- _Task to carry out_
Return only the line that contains "accumulator is a" and each line after it, through the last line of the data below, copied exactly.

- _Task data_
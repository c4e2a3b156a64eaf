//! The fixed-APY payback ledger engine.
//!
//! Owner-administered custody pool paying simple interest on per-user
//! balances. Every operation runs to completion against the clock value
//! read at entry; a failed guard leaves no state change behind.

use std::collections::BTreeMap;
use std::fmt;
use std::sync::Arc;

use serde::{Deserialize, Serialize};
use tracing::{debug, info};

use paystream_core::error::PaybackError;
use paystream_core::events::PaybackEvent;
use paystream_core::ownership::Ownership;
use paystream_core::token::TokenLedger;
use paystream_core::types::AccountId;

use crate::interest::{required_coverage, simple_interest};

/// A user's stake entry.
///
/// Existence of an entry is membership in the ledger's map; a deleted entry
/// leaves no residue. `balance` holds principal plus interest compounded at
/// past checkpoints. `deposit_time` never changes after creation;
/// `last_update_time` resets on every accrual checkpoint.
#[derive(Serialize, Deserialize, Clone, Copy, Debug, PartialEq, Eq)]
pub struct UserEntry {
    /// Principal plus interest settled at past checkpoints.
    pub balance: u64,
    /// Timestamp of the entry's first deposit.
    pub deposit_time: u64,
    /// Timestamp of the last accrual checkpoint.
    pub last_update_time: u64,
}

/// The fixed-APY payback ledger.
///
/// Holds custody of a pre-funded token pool. The owner deposits stake on
/// behalf of users out of that pool; users withdraw their balance plus
/// accrued interest themselves. Entries untouched for longer than the
/// inactivity window become reclaimable by the owner only.
pub struct PaybackLedger {
    ownership: Ownership,
    custody: AccountId,
    token: Arc<dyn TokenLedger>,
    clock: Box<dyn Fn() -> u64 + Send + Sync>,
    apy_percent: u64,
    /// Custodied amount not yet paid out. Deposits allocate from this pool
    /// without moving tokens; withdrawals debit it.
    token_pool: u64,
    /// Sum of live user principals, informational.
    total_staked: u64,
    /// Fixed at construction.
    inactivity_window: u64,
    entries: BTreeMap<AccountId, UserEntry>,
    events: Vec<PaybackEvent>,
}

impl fmt::Debug for PaybackLedger {
    fn fmt(&self, f: &mut fmt::Formatter<'_>) -> fmt::Result {
        f.debug_struct("PaybackLedger")
            .field("apy_percent", &self.apy_percent)
            .field("token_pool", &self.token_pool)
            .field("total_staked", &self.total_staked)
            .field("entries", &self.entries.len())
            .finish_non_exhaustive()
    }
}

impl PaybackLedger {
    /// Create a new ledger with the system clock.
    ///
    /// `custody` is the ledger's own token account; `owner` is the initial
    /// privileged account. Rejects a zero `apy_percent`.
    pub fn new(
        apy_percent: u64,
        token: Arc<dyn TokenLedger>,
        custody: AccountId,
        owner: AccountId,
        inactivity_window: u64,
    ) -> Result<Self, PaybackError> {
        Self::with_clock(apy_percent, token, custody, owner, inactivity_window, || {
            std::time::SystemTime::now()
                .duration_since(std::time::UNIX_EPOCH)
                .unwrap_or_default()
                .as_secs()
        })
    }

    /// Create a new ledger with a custom clock for testing.
    pub fn with_clock(
        apy_percent: u64,
        token: Arc<dyn TokenLedger>,
        custody: AccountId,
        owner: AccountId,
        inactivity_window: u64,
        clock: impl Fn() -> u64 + Send + Sync + 'static,
    ) -> Result<Self, PaybackError> {
        if apy_percent == 0 {
            return Err(PaybackError::ZeroApy);
        }
        Ok(Self {
            ownership: Ownership::new(owner),
            custody,
            token,
            clock: Box::new(clock),
            apy_percent,
            token_pool: 0,
            total_staked: 0,
            inactivity_window,
            entries: BTreeMap::new(),
            events: Vec::new(),
        })
    }

    /// Pull `amount` from the owner's approved balance into custody.
    ///
    /// Owner only. Increases coverage only, so no solvency check applies.
    pub fn refill_pool(&mut self, caller: &AccountId, amount: u64) -> Result<(), PaybackError> {
        self.ownership.require(caller)?;
        if amount == 0 {
            return Err(PaybackError::ZeroAmount);
        }
        let pool_after = self
            .token_pool
            .checked_add(amount)
            .ok_or(PaybackError::ArithmeticOverflow)?;

        self.token
            .transfer_from(&self.custody, caller, &self.custody, amount)?;
        self.token_pool = pool_after;
        self.events.push(PaybackEvent::PoolRefilled { amount });
        info!(amount, pool = self.token_pool, "pool refilled");
        Ok(())
    }

    /// Deposit `amount` on behalf of `user`, allocated from the pool.
    ///
    /// Owner only. An expired entry for `user` is swept to the owner first;
    /// a live entry accrues interest before the principal is added; an
    /// absent entry is created. The deposit is admitted only while the pool
    /// covers the one-year worst-case obligation of all staked principal.
    ///
    /// # Errors
    ///
    /// - [`PaybackError::ZeroAmount`] for a zero deposit
    /// - [`PaybackError::InsufficientCoverage`] when the solvency check fails
    pub fn deposit_for(
        &mut self,
        caller: &AccountId,
        user: AccountId,
        amount: u64,
    ) -> Result<(), PaybackError> {
        self.ownership.require(caller)?;
        if amount == 0 {
            return Err(PaybackError::ZeroAmount);
        }
        let now = (self.clock)();

        // Plan the mutation without committing anything, so a failed
        // solvency check rejects the whole call, implicit sweep included.
        let existing = self.entries.get(&user).copied();
        let (reclaimed, new_balance, deposit_time) = match existing {
            Some(entry) if self.is_expired(&entry, now) => (Some(entry.balance), amount, now),
            Some(entry) => {
                let elapsed = now.saturating_sub(entry.last_update_time);
                let accrued = simple_interest(entry.balance, self.apy_percent, elapsed)?;
                let balance = entry
                    .balance
                    .checked_add(accrued)
                    .and_then(|b| b.checked_add(amount))
                    .ok_or(PaybackError::ArithmeticOverflow)?;
                (None, balance, entry.deposit_time)
            }
            None => (None, amount, now),
        };

        let staked_base = match reclaimed {
            Some(balance) => self.total_staked.saturating_sub(balance),
            None => self.total_staked,
        };
        let staked_after = staked_base
            .checked_add(amount)
            .ok_or(PaybackError::ArithmeticOverflow)?;
        let required = required_coverage(staked_after, self.apy_percent)?;
        if self.token_pool < required {
            return Err(PaybackError::InsufficientCoverage {
                required,
                available: self.token_pool,
            });
        }

        // Commit. The stale entry's funds go to the owner; the pool
        // accounting is untouched by the sweep.
        if let Some(balance) = reclaimed {
            self.token
                .transfer(&self.custody, &self.ownership.owner(), balance)?;
            self.events.push(PaybackEvent::Reclaimed {
                account: user,
                amount: balance,
            });
            debug!(account = %user, amount = balance, "swept expired entry on deposit");
        }
        self.total_staked = staked_after;
        self.entries.insert(
            user,
            UserEntry {
                balance: new_balance,
                deposit_time,
                last_update_time: now,
            },
        );
        self.events.push(PaybackEvent::Deposited {
            account: user,
            amount,
        });
        info!(account = %user, amount, total_staked = self.total_staked, "stake deposited");
        Ok(())
    }

    /// Withdraw the caller's balance plus accrued interest.
    ///
    /// Pays out of the pool and deletes the entry. Returns the payout.
    ///
    /// # Errors
    ///
    /// - [`PaybackError::UserNotFound`] if the caller has no entry
    /// - [`PaybackError::WithdrawalPeriodExpired`] once the inactivity
    ///   window has elapsed; expired funds are owner-reclaimable only
    pub fn withdraw(&mut self, caller: &AccountId) -> Result<u64, PaybackError> {
        let now = (self.clock)();
        let entry = self
            .entries
            .get(caller)
            .copied()
            .ok_or(PaybackError::UserNotFound)?;
        if self.is_expired(&entry, now) {
            return Err(PaybackError::WithdrawalPeriodExpired);
        }

        let elapsed = now.saturating_sub(entry.last_update_time);
        let accrued = simple_interest(entry.balance, self.apy_percent, elapsed)?;
        let payout = entry
            .balance
            .checked_add(accrued)
            .ok_or(PaybackError::ArithmeticOverflow)?;
        let pool_after = self
            .token_pool
            .checked_sub(payout)
            .ok_or(PaybackError::ArithmeticOverflow)?;

        self.token.transfer(&self.custody, caller, payout)?;
        self.token_pool = pool_after;
        self.total_staked = self.total_staked.saturating_sub(entry.balance);
        self.entries.remove(caller);
        self.events.push(PaybackEvent::Withdrawn {
            account: *caller,
            amount: payout,
        });
        info!(account = %caller, payout, pool = self.token_pool, "stake withdrawn");
        Ok(payout)
    }

    /// Reclaim a single expired entry to the owner. Owner only.
    ///
    /// Pays exactly the checkpointed balance; no interest accrues past the
    /// checkpoint that made the entry expire. The pool accounting is
    /// unchanged. Returns the reclaimed amount.
    pub fn reclaim_expired(
        &mut self,
        caller: &AccountId,
        user: &AccountId,
    ) -> Result<u64, PaybackError> {
        self.ownership.require(caller)?;
        let now = (self.clock)();
        let entry = self
            .entries
            .get(user)
            .copied()
            .ok_or(PaybackError::UserNotFound)?;
        if !self.is_expired(&entry, now) {
            return Err(PaybackError::NotExpired);
        }

        self.token
            .transfer(&self.custody, &self.ownership.owner(), entry.balance)?;
        self.total_staked = self.total_staked.saturating_sub(entry.balance);
        self.entries.remove(user);
        self.events.push(PaybackEvent::Reclaimed {
            account: *user,
            amount: entry.balance,
        });
        info!(account = %user, amount = entry.balance, "expired entry reclaimed");
        Ok(entry.balance)
    }

    /// Reclaim every expired entry to the owner. Owner only.
    ///
    /// Entries still live are left untouched; zero expired entries is a
    /// no-op. Returns the number of entries reclaimed.
    pub fn sweep_expired(&mut self, caller: &AccountId) -> Result<usize, PaybackError> {
        self.ownership.require(caller)?;
        let now = (self.clock)();

        let expired: Vec<(AccountId, u64)> = self
            .entries
            .iter()
            .filter(|(_, entry)| self.is_expired(entry, now))
            .map(|(account, entry)| (*account, entry.balance))
            .collect();
        if expired.is_empty() {
            return Ok(0);
        }

        // Pre-check custody so the sweep commits all-or-nothing.
        let total: u64 = expired
            .iter()
            .try_fold(0u64, |acc, (_, balance)| acc.checked_add(*balance))
            .ok_or(PaybackError::ArithmeticOverflow)?;
        let have = self.token.balance_of(&self.custody);
        if have < total {
            return Err(paystream_core::error::TokenError::InsufficientBalance {
                have,
                need: total,
            }
            .into());
        }

        let owner = self.ownership.owner();
        for (account, balance) in &expired {
            self.token.transfer(&self.custody, &owner, *balance)?;
            self.total_staked = self.total_staked.saturating_sub(*balance);
            self.entries.remove(account);
            self.events.push(PaybackEvent::Reclaimed {
                account: *account,
                amount: *balance,
            });
        }
        info!(count = expired.len(), total, "swept expired entries");
        Ok(expired.len())
    }

    /// Change the APY. Owner only; rejects zero.
    ///
    /// Takes effect for future accrual intervals only; interest already
    /// checkpointed into balances is never repriced.
    pub fn set_apy(&mut self, caller: &AccountId, new_apy: u64) -> Result<(), PaybackError> {
        self.ownership.require(caller)?;
        if new_apy == 0 {
            return Err(PaybackError::ZeroApy);
        }
        self.apy_percent = new_apy;
        self.events.push(PaybackEvent::ApyChanged {
            apy_percent: new_apy,
        });
        info!(apy_percent = new_apy, "APY changed");
        Ok(())
    }

    /// Transfer the privileged account. Owner only; rejects the zero account.
    pub fn transfer_ownership(
        &mut self,
        caller: &AccountId,
        new_owner: AccountId,
    ) -> Result<(), PaybackError> {
        let previous = self.ownership.transfer(caller, new_owner)?;
        self.events.push(PaybackEvent::OwnershipTransferred {
            previous,
            new: new_owner,
        });
        info!(previous = %previous, new = %new_owner, "ownership transferred");
        Ok(())
    }

    /// What `withdraw` would pay `account` right now.
    ///
    /// For an expired entry this is the checkpointed balance (which only an
    /// owner sweep can release).
    pub fn pending_payout(&self, account: &AccountId) -> Result<u64, PaybackError> {
        let now = (self.clock)();
        let entry = self
            .entries
            .get(account)
            .copied()
            .ok_or(PaybackError::UserNotFound)?;
        if self.is_expired(&entry, now) {
            return Ok(entry.balance);
        }
        let elapsed = now.saturating_sub(entry.last_update_time);
        let accrued = simple_interest(entry.balance, self.apy_percent, elapsed)?;
        entry
            .balance
            .checked_add(accrued)
            .ok_or(PaybackError::ArithmeticOverflow)
    }

    /// The current privileged account.
    pub fn owner(&self) -> AccountId {
        self.ownership.owner()
    }

    /// Current APY in percent.
    pub fn apy_percent(&self) -> u64 {
        self.apy_percent
    }

    /// Custodied amount not yet paid out.
    pub fn token_pool(&self) -> u64 {
        self.token_pool
    }

    /// Sum of live user principals.
    pub fn total_staked(&self) -> u64 {
        self.total_staked
    }

    /// Inactivity window in seconds, fixed at construction.
    pub fn inactivity_window(&self) -> u64 {
        self.inactivity_window
    }

    /// Number of live entries.
    pub fn user_count(&self) -> usize {
        self.entries.len()
    }

    /// The stake entry for `account`, if one exists.
    pub fn user_info(&self, account: &AccountId) -> Option<UserEntry> {
        self.entries.get(account).copied()
    }

    /// Hand over all events recorded since the last drain, in order.
    pub fn drain_events(&mut self) -> Vec<PaybackEvent> {
        std::mem::take(&mut self.events)
    }

    fn is_expired(&self, entry: &UserEntry, now: u64) -> bool {
        now.saturating_sub(entry.last_update_time) > self.inactivity_window
    }
}
impl StreamLedger {
    /// Create a new ledger with the system clock.
    pub fn new(
        token: Arc<dyn TokenLedger>,
        custody: AccountId,
        owner: AccountId,
        stake_limit_per_user: u64,
        pool_limit_total: u64,
    ) -> Self {
        Self::with_clock(
            token,
            custody,
            owner,
            stake_limit_per_user,
            pool_limit_total,
            || {
                std::time::SystemTime::now()
                    .duration_since(std::time::UNIX_EPOCH)
                    .unwrap_or_default()
                    .as_secs()
            },
        )
    }

    /// Create a new ledger with a custom clock for testing.
    pub fn with_clock(
        token: Arc<dyn TokenLedger>,
        custody: AccountId,
        owner: AccountId,
        stake_limit_per_user: u64,
        pool_limit_total: u64,
        clock: impl Fn() -> u64 + Send + Sync + 'static,
    ) -> Self {
        Self {
            ownership: Ownership::new(owner),
            custody,
            token,
            clock: Box::new(clock),
            total_supply: 0,
            reward_rate: 0,
            epoch_end: 0,
            epoch_duration: 0,
            last_accrual_time: 0,
            reward_per_token_acc: 0,
            stake_limit_per_user,
            pool_limit_total,
            stakers: BTreeMap::new(),
            events: Vec::new(),
        }
    }

    /// Fund a reward epoch of `duration` seconds with `amount`. Owner only.
    ///
    /// Pulls `amount` from the owner's approved balance into custody. If
    /// the current epoch has not ended, its unpaid remainder folds into the
    /// new rate; it is never discarded.
    pub fn notify_reward_amount(
        &mut self,
        caller: &AccountId,
        amount: u64,
        duration: u64,
    ) -> Result<(), StreamError> {
        self.ownership.require(caller)?;
        if amount == 0 {
            return Err(StreamError::ZeroAmount);
        }
        if duration == 0 {
            return Err(StreamError::ZeroDuration);
        }
        let now = (self.clock)();
        self.refresh(now)?;

        let rate = rollover_rate(self.reward_rate, self.epoch_end, now, amount, duration)?;
        let epoch_end = now
            .checked_add(duration)
            .ok_or(StreamError::ArithmeticOverflow)?;

        self.token
            .transfer_from(&self.custody, caller, &self.custody, amount)?;
        self.reward_rate = rate;
        self.epoch_duration = duration;
        self.epoch_end = epoch_end;
        // The refresh stopped at the old epoch's end; streaming under the
        // new rate starts now, not retroactively.
        self.last_accrual_time = now;
        self.events.push(StreamEvent::EpochFunded {
            amount,
            duration,
            reward_rate: rate,
        });
        info!(amount, duration, reward_rate = rate, "reward epoch funded");
        Ok(())
    }

    /// Stake `amount` of the caller's tokens.
    ///
    /// # Errors
    ///
    /// - [`StreamError::ZeroAmount`] for a zero stake
    /// - [`StreamError::StakeLimitExceeded`] if the caller's resulting
    ///   principal would exceed the per-user cap
    /// - [`StreamError::PoolLimitExceeded`] if the resulting supply would
    ///   exceed the pool-wide cap
    pub fn stake(&mut self, caller: &AccountId, amount: u64) -> Result<(), StreamError> {
        if amount == 0 {
            return Err(StreamError::ZeroAmount);
        }
        let now = (self.clock)();
        self.refresh(now)?;
        self.settle(caller)?;

        let principal = self
            .stakers
            .get(caller)
            .map(|entry| entry.principal)
            .unwrap_or(0);
        let principal_after = principal
            .checked_add(amount)
            .ok_or(StreamError::ArithmeticOverflow)?;
        if principal_after > self.stake_limit_per_user {
            return Err(StreamError::StakeLimitExceeded {
                limit: self.stake_limit_per_user,
            });
        }
        let supply_after = self
            .total_supply
            .checked_add(amount)
            .ok_or(StreamError::ArithmeticOverflow)?;
        if supply_after > self.pool_limit_total {
            return Err(StreamError::PoolLimitExceeded {
                limit: self.pool_limit_total,
            });
        }

        self.token
            .transfer_from(&self.custody, caller, &self.custody, amount)?;
        let checkpoint = self.reward_per_token_acc;
        let entry = self
            .stakers
            .entry(*caller)
            .or_insert_with(|| StakerEntry::new(checkpoint));
        entry.principal = principal_after;
        self.total_supply = supply_after;
        self.events.push(StreamEvent::Staked {
            account: *caller,
            amount,
        });
        info!(account = %caller, amount, total_supply = self.total_supply, "staked");
        Ok(())
    }

    /// Start the withdrawal notice period for the caller's principal.
    ///
    /// # Errors
    ///
    /// - [`StreamError::NothingToWithdraw`] with zero principal
    /// - [`StreamError::WithdrawalAlreadyPending`] if a request is open
    pub fn initialize_withdrawal(&mut self, caller: &AccountId) -> Result<(), StreamError> {
        let now = (self.clock)();
        self.refresh(now)?;
        self.settle(caller)?;

        let entry = self
            .stakers
            .get_mut(caller)
            .filter(|entry| entry.principal > 0)
            .ok_or(StreamError::NothingToWithdraw)?;
        if entry.withdrawal_initiated_at.is_some() {
            return Err(StreamError::WithdrawalAlreadyPending);
        }
        entry.withdrawal_initiated_at = Some(now);
        self.events
            .push(StreamEvent::WithdrawalInitiated { account: *caller });
        debug!(account = %caller, "withdrawal initiated");
        Ok(())
    }

    /// Claim `amount` of principal after the notice period. Clears the
    /// pending request.
    ///
    /// # Errors
    ///
    /// - [`StreamError::WithdrawalNotInitiated`] without a pending request
    /// - [`StreamError::NoticePeriodActive`] strictly before one week has
    ///   elapsed since initiation
    /// - [`StreamError::ExceedsPrincipal`] for more than the staked amount
    pub fn claim_withdrawal(&mut self, caller: &AccountId, amount: u64) -> Result<(), StreamError> {
        let now = (self.clock)();
        self.refresh(now)?;
        self.settle(caller)?;

        let entry = self
            .stakers
            .get_mut(caller)
            .ok_or(StreamError::WithdrawalNotInitiated)?;
        let initiated = entry
            .withdrawal_initiated_at
            .ok_or(StreamError::WithdrawalNotInitiated)?;
        let elapsed = now.saturating_sub(initiated);
        if elapsed < WITHDRAWAL_NOTICE_PERIOD {
            return Err(StreamError::NoticePeriodActive {
                remaining: WITHDRAWAL_NOTICE_PERIOD - elapsed,
            });
        }
        if amount == 0 {
            return Err(StreamError::ZeroAmount);
        }
        if amount > entry.principal {
            return Err(StreamError::ExceedsPrincipal {
                principal: entry.principal,
                requested: amount,
            });
        }

        self.token.transfer(&self.custody, caller, amount)?;
        entry.principal -= amount;
        entry.withdrawal_initiated_at = None;
        self.total_supply -= amount;
        self.events.push(StreamEvent::Withdrawn {
            account: *caller,
            amount,
        });
        info!(account = %caller, amount, total_supply = self.total_supply, "principal withdrawn");
        Ok(())
    }

    /// Pay out the caller's accrued reward. A zero reward is a successful
    /// no-op. Returns the amount paid.
    pub fn withdraw_reward(&mut self, caller: &AccountId) -> Result<u64, StreamError> {
        let now = (self.clock)();
        self.refresh(now)?;
        self.settle(caller)?;

        let Some(entry) = self.stakers.get_mut(caller) else {
            return Ok(0);
        };
        let reward = entry.accrued_reward;
        if reward == 0 {
            return Ok(0);
        }
        // Transfer before zeroing: a failed payout leaves the entitlement
        // on the books.
        self.token.transfer(&self.custody, caller, reward)?;
        entry.accrued_reward = 0;
        self.events.push(StreamEvent::RewardPaid {
            account: *caller,
            amount: reward,
        });
        info!(account = %caller, reward, "reward paid");
        Ok(reward)
    }

    /// Change the per-user stake cap. Owner only.
    pub fn change_stake_limit(&mut self, caller: &AccountId, limit: u64) -> Result<(), StreamError> {
        self.ownership.require(caller)?;
        self.stake_limit_per_user = limit;
        self.events.push(StreamEvent::StakeLimitChanged { limit });
        info!(limit, "stake limit changed");
        Ok(())
    }

    /// Change the pool-wide stake cap. Owner only.
    pub fn change_pool_limit(&mut self, caller: &AccountId, limit: u64) -> Result<(), StreamError> {
        self.ownership.require(caller)?;
        self.pool_limit_total = limit;
        self.events.push(StreamEvent::PoolLimitChanged { limit });
        info!(limit, "pool limit changed");
        Ok(())
    }

    /// Transfer the privileged account. Owner only; rejects the zero account.
    pub fn transfer_ownership(
        &mut self,
        caller: &AccountId,
        new_owner: AccountId,
    ) -> Result<(), StreamError> {
        let previous = self.ownership.transfer(caller, new_owner)?;
        self.events.push(StreamEvent::OwnershipTransferred {
            previous,
            new: new_owner,
        });
        info!(previous = %previous, new = %new_owner, "ownership transferred");
        Ok(())
    }

    /// Reward `account` has earned but not been paid, projected to now
    /// without mutating state.
    pub fn earned(&self, account: &AccountId) -> Result<u64, StreamError> {
        let Some(entry) = self.stakers.get(account) else {
            return Ok(0);
        };
        let projected = self.projected_accumulator()?;
        let pending = settled_reward(
            entry.principal,
            projected,
            entry.reward_per_token_checkpoint,
        )?;
        entry
            .accrued_reward
            .checked_add(pending)
            .ok_or(StreamError::ArithmeticOverflow)
    }

    /// The accumulator as it would stand after a refresh at now.
    pub fn reward_per_token(&self) -> Result<u128, StreamError> {
        self.projected_accumulator()
    }

    /// The current privileged account.
    pub fn owner(&self) -> AccountId {
        self.ownership.owner()
    }

    /// Sum of staked principal.
    pub fn total_supply(&self) -> u64 {
        self.total_supply
    }

    /// Current per-second reward rate.
    pub fn reward_rate(&self) -> u64 {
        self.reward_rate
    }

    /// When the current funded epoch stops accruing.
    pub fn epoch_end(&self) -> u64 {
        self.epoch_end
    }

    /// Duration of the most recently funded epoch.
    pub fn epoch_duration(&self) -> u64 {
        self.epoch_duration
    }

    /// Per-user stake cap.
    pub fn stake_limit_per_user(&self) -> u64 {
        self.stake_limit_per_user
    }

    /// Pool-wide stake cap.
    pub fn pool_limit_total(&self) -> u64 {
        self.pool_limit_total
    }

    /// The entry for `account`, if the account has ever staked.
    pub fn staker_info(&self, account: &AccountId) -> Option<StakerEntry> {
        self.stakers.get(account).copied()
    }

    /// Hand over all events recorded since the last drain, in order.
    pub fn drain_events(&mut self) -> Vec<StreamEvent> {
        std::mem::take(&mut self.events)
    }

    /// Advance the shared accumulator to `min(now, epoch_end)`.
    ///
    /// Run at the start of every state-mutating call; the accumulator is a
    /// pure function of time between mutations, so committing the refresh
    /// even when a later guard rejects the call changes no entitlement.
    fn refresh(&mut self, now: u64) -> Result<(), StreamError> {
        let applicable = now.min(self.epoch_end);
        if self.total_supply > 0 {
            let elapsed = applicable.saturating_sub(self.last_accrual_time);
            let delta = accumulator_delta(self.reward_rate, elapsed, self.total_supply)?;
            self.reward_per_token_acc = self
                .reward_per_token_acc
                .checked_add(delta)
                .ok_or(StreamError::ArithmeticOverflow)?;
        }
        self.last_accrual_time = applicable;
        Ok(())
    }

    /// Settle the staker's pending share against the freshly refreshed
    /// accumulator. No-op for accounts that never staked.
    fn settle(&mut self, account: &AccountId) -> Result<(), StreamError> {
        let accumulator = self.reward_per_token_acc;
        if let Some(entry) = self.stakers.get_mut(account) {
            let pending = settled_reward(
                entry.principal,
                accumulator,
                entry.reward_per_token_checkpoint,
            )?;
            entry.accrued_reward = entry
                .accrued_reward
                .checked_add(pending)
                .ok_or(StreamError::ArithmeticOverflow)?;
            entry.reward_per_token_checkpoint = accumulator;
        }
        Ok(())
    }

    fn projected_accumulator(&self) -> Result<u128, StreamError> {
        let now = (self.clock)();
        let applicable = now.min(self.epoch_end);
        if self.total_supply == 0 {
            return Ok(self.reward_per_token_acc);
        }
        let elapsed = applicable.saturating_sub(self.last_accrual_time);
        let delta = accumulator_delta(self.reward_rate, elapsed, self.total_supply)?;
        self.reward_per_token_acc
            .checked_add(delta)
            .ok_or(StreamError::ArithmeticOverflow)
    }
}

- _Result for this exercise_
    /// Run at the start of every state-mutating call; the accumulator is a
    /// pure function of time between mutations, so committing the refresh
    /// even when a later guard rejects the call changes no entitlement.
    fn refresh(&mut self, now: u64) -> Result<(), StreamError> {
        let applicable = now.min(self.epoch_end);
        if self.total_supply > 0 {
            let elapsed = applicable.saturating_sub(self.last_accrual_time);
            let delta = accumulator_delta(self.reward_rate, elapsed, self.total_supply)?;
            self.reward_per_token_acc = self
                .reward_per_token_acc
                .checked_add(delta)
                .ok_or(StreamError::ArithmeticOverflow)?;
        }
        self.last_accrual_time = applicable;
        Ok(())
    }

    /// Settle the staker's pending share against the freshly refreshed
    /// accumulator. No-op for accounts that never staked.
    fn settle(&mut self, account: &AccountId) -> Result<(), StreamError> {
        let accumulator = self.reward_per_token_acc;
        if let Some(entry) = self.stakers.get_mut(account) {
            let pending = settled_reward(
                entry.principal,
                accumulator,
                entry.reward_per_token_checkpoint,
            )?;
            entry.accrued_reward = entry
                .accrued_reward
                .checked_add(pending)
                .ok_or(StreamError::ArithmeticOverflow)?;
            entry.reward_per_token_checkpoint = accumulator;
        }
        Ok(())
    }

    fn projected_accumulator(&self) -> Result<u128, StreamError> {
        let now = (self.clock)();
        let applicable = now.min(self.epoch_end);
        if self.total_supply == 0 {
            return Ok(self.reward_per_token_acc);
        }
        let elapsed = applicable.saturating_sub(self.last_accrual_time);
        let delta = accumulator_delta(self.reward_rate, elapsed, self.total_supply)?;
        self.reward_per_token_acc
            .checked_add(delta)
            .ok_or(StreamError::ArithmeticOverflow)
    }
}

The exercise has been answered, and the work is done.